I apologize if this seems a bit pedantic, I'm just trying to explain what the challenges are in what you are trying to do.
There are many numbers that cannot be exactly represented in the IEEE-754 floating point format. 36.764444 happens to be one of those. So right out of the chute, you encounter a problem. This one however doesn't have a say in the outcome, as all you are doing is looking to see is if .764444 is greater than or less than .5.
It is greater than so it seems intuitive that if you add one to 36, giving you 37, you are good do go. But in order to get there, you want to multiply and divide by 10^-2, and here is where you hit a brick wall.
0.01 is another number that cannot be represented in an IEEE float. Instead, .01 becomes .0099999998. Look at the result you actually got and its pretty obvious where this is going. I have even more bad news. Not only is .01 not exactly representable, but .1, .001, .0001, .00001, .... .000000000000000000001, etc are all numbers that cannot be exactly expressed in IEEE-754 float format. And those happen to be the very numbers expressed as 10^-n.
Now modern programs have complex algorithms that round values for display as a string of characters on your computer screen, so you see .01 on your screen, but that is a string, not a number. Inside, in memory it is .0099999998, and when you perform a computation that is what is used.
So, what to do about it?
What is the range of numbers that you will be using? Is the conceivable range of numbers, after shifting the decimal place, within the range of a DINT?
I suspect that they are - besides, long before you exceed the range of a DINT your float will start to suffer from resolution problems that render rounding to two or three decimal places moot, but that is another topic altogether. So if the answer is yes, then I suggest you multiply or divide depending on the sign of n by 10^|n| where 10^|n| is a positive integer, not a float, and make the destination address a DINT. This will automatically round. Then divide or multiply by 10^|n| again depending on the sign of n to an integer destination, then move that to your float.
In your example, start with
CPT XTAG (10**ABS(Places))
XTAG is type DINT
Use XIC Places.31 and XIO Places.32 to see if Places is negative or positive.
because bit Places.31 is set, Places is negative, so divide.
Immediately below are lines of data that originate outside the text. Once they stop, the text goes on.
//! Grasp feasibility filtering.
//!
//! This crate reduces a large set of candidate grasp poses down to the
//! kinematically and collision-feasible subset, then selects one
//! candidate for execution:
//!
//! 1. [`filter_grasps`] - parallel IK feasibility over a fixed worker
//!    count, each worker holding its own exclusive solver handle
//! 2. [`filter_collisions`] - serial re-validation against a mutable
//!    world snapshot (read-modify-restore per candidate)
//! 3. [`choose`] - deterministic selection among the survivors
//!
//! [`run_filter_pipeline`] chains the three stages.
//!
//! # Concurrency Model
//!
//! The feasibility filter splits the input into contiguous index ranges,
//! one per worker, and runs the workers under a structured fork/join
//! ([`std::thread::scope`]). Each worker owns one [`SolverHandle`]
//! exclusively for the call's duration - the pool hands out disjoint
//! `&mut` borrows, so two workers sharing a solver's scratch state is
//! unrepresentable. Workers accumulate survivors locally and merge into
//! the shared output under one short-lived mutex lock per worker; the
//! lock is never held while solving.
//!
//! The call returns only after every worker has finished its whole range
//! (barrier join, no mid-flight cancellation). Output order is merge
//! order and therefore non-deterministic across runs; callers that need
//! determinism sort by [`CandidateId`](grasp_types::CandidateId).
//!
//! # Error Philosophy
//!
//! An IK failure (including a timeout) is *expected*, not exceptional:
//! the candidate is simply absent from the output. Errors are reserved
//! for misconfiguration ([`FilterError::InsufficientCapacity`],
//! [`FilterError::InvalidParams`]) and for the recoverable
//! "nothing survived" condition ([`FilterError::NoFeasibleGrasp`]).
//!
//! # Example
//!
//! ```
//! use std::time::Duration;
//! use grasp_filter::{FilterParams, KinematicsProvider, SolverPool, filter_grasps};
//! use grasp_types::{GraspPoseSet, Isometry3, JointConfiguration};
//!
//! struct ReachableBelow { max_x: f64 }
//!
//! impl KinematicsProvider for ReachableBelow {
//!     fn solve_ik(
//!         &mut self,
//!         pose: &Isometry3<f64>,
//!         _attempts: usize,
//!         _timeout: Duration,
//!     ) -> Option<JointConfiguration> {
//!         (pose.translation.x <= self.max_x)
//!             .then(|| JointConfiguration::new(vec![pose.translation.x]))
//!     }
//! }
//!
//! let mut pool = SolverPool::builder()
//!     .group("arm", (0..2).map(|_| {
//!         Box::new(ReachableBelow { max_x: 0.5 }) as Box<dyn KinematicsProvider>
//!     }))
//!     .build();
//!
//! let poses: Vec<GraspPoseSet> = (0..4)
//!     .map(|i| {
//!         let pose = Isometry3::translation(0.2 * f64::from(i), 0.0, 0.3);
//!         GraspPoseSet::new(pose, pose)
//!     })
//!     .collect();
//!
//! let params = FilterParams::default().worker_count(2);
//! let survivors = filter_grasps(&mut pool, &poses, "arm", &params).unwrap();
//! assert_eq!(survivors.len(), 3); // x = 0.0, 0.2, 0.4 reachable; 0.6 is not
//! ```

#![warn(missing_docs)]
#![warn(clippy::all)]
#![warn(clippy::pedantic)]
#![deny(clippy::unwrap_used)]
#![deny(clippy::expect_used)]

mod collision;
mod error;
mod feasibility;
mod kinematics;
mod params;
mod pipeline;
mod pool;
mod selector;
mod world;

pub use collision::filter_collisions;
pub use error::{FilterError, FilterResult};
pub use feasibility::{filter_grasps, split_ranges};
pub use kinematics::KinematicsProvider;
pub use params::FilterParams;
pub use pipeline::run_filter_pipeline;
pub use pool::{SolverHandle, SolverPool, SolverPoolBuilder};
pub use selector::{choose, choose_scored};
pub use world::{ContactPair, WorldModel};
DIV 3676.4444 XTAG DINT_TAG will put 37 in DINT_TAG rounding automatically (well not actually automatically, the processor will jump through all kinds of complex gymnastics to make the conversion, but it will do it for you instead of you coding it.)
Now MUL DINT_TAG XTAG DINT_TAG will put 3700 in DINT_TAG.
Finally, MOV DINT_TAG REAL_TAG
For cases where N is positive, do the opposite, multiply first, then divide.
Over at MRPlc.com in the downloads section
http://forums.mrplc.com/index.php?autocom=downloads&showfile=761 I have posted a program written for the PLC/5 and SLC500 platforms that does tuncation and rounding by direct manipulation of the IEEE-754 float's mantissa. You can take a look at it and see what's involved behind the scenes, but even it won't work for all possible numbers.
Is places always going to be negative? If so then there are some other easy solutions.
Last of all, I have to ask again, why are you rounding? I'm just asking because we have seen other posts here where someone was attempting to round a number and it really wasn't necessary and boiled down to a misunderstanding of what the number meant and how it was really represented in the processor.